» MATERIAL SHOWN:
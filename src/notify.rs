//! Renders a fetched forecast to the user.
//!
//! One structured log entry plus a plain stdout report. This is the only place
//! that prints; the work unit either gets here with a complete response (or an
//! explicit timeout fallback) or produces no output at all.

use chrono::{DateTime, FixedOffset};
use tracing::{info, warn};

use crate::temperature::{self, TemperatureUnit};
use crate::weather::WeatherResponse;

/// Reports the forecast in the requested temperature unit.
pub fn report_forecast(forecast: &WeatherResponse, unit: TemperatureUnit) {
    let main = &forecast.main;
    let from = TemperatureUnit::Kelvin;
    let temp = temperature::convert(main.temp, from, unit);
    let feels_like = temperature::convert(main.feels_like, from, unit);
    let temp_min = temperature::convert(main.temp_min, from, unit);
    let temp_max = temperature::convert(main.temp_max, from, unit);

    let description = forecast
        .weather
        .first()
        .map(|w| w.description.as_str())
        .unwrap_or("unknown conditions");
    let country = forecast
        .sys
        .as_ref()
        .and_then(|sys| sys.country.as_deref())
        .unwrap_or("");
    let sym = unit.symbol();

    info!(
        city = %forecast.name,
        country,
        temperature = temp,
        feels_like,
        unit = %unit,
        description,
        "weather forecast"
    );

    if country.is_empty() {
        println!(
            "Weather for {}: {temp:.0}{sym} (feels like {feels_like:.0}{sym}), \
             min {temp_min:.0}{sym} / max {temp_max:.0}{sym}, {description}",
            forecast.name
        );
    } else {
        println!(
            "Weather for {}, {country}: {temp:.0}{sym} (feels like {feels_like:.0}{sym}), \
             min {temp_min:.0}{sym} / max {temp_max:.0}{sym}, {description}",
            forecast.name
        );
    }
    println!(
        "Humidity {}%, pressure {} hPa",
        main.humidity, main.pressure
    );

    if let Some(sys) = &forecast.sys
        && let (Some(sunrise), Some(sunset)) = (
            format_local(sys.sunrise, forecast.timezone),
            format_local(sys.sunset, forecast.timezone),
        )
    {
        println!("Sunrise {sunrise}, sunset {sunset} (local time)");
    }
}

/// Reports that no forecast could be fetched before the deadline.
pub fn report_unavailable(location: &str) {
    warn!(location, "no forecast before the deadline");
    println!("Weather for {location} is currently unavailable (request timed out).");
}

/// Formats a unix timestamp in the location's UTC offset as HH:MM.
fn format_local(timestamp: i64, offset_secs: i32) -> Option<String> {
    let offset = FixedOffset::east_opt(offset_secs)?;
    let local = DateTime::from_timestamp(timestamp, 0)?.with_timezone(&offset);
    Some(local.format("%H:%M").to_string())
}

» TASK DETAILS: Reproduce exactly the lines that run from the start of the records to the line with "let from = TemperatureUnit::Kelvin;", both included.

» EXERCISE ANSWER:
filename src/notify.rs
//! Renders a fetched forecast to the user.
//!
//! One structured log entry plus a plain stdout report. This is the only place
//! that prints; the work unit either gets here with a complete response (or an
//! explicit timeout fallback) or produces no output at all.

use chrono::{DateTime, FixedOffset};
use tracing::{info, warn};

use crate::temperature::{self, TemperatureUnit};
use crate::weather::WeatherResponse;

/// Reports the forecast in the requested temperature unit.
pub fn report_forecast(forecast: &WeatherResponse, unit: TemperatureUnit) {
    let main = &forecast.main;
    let from = TemperatureUnit::Kelvin;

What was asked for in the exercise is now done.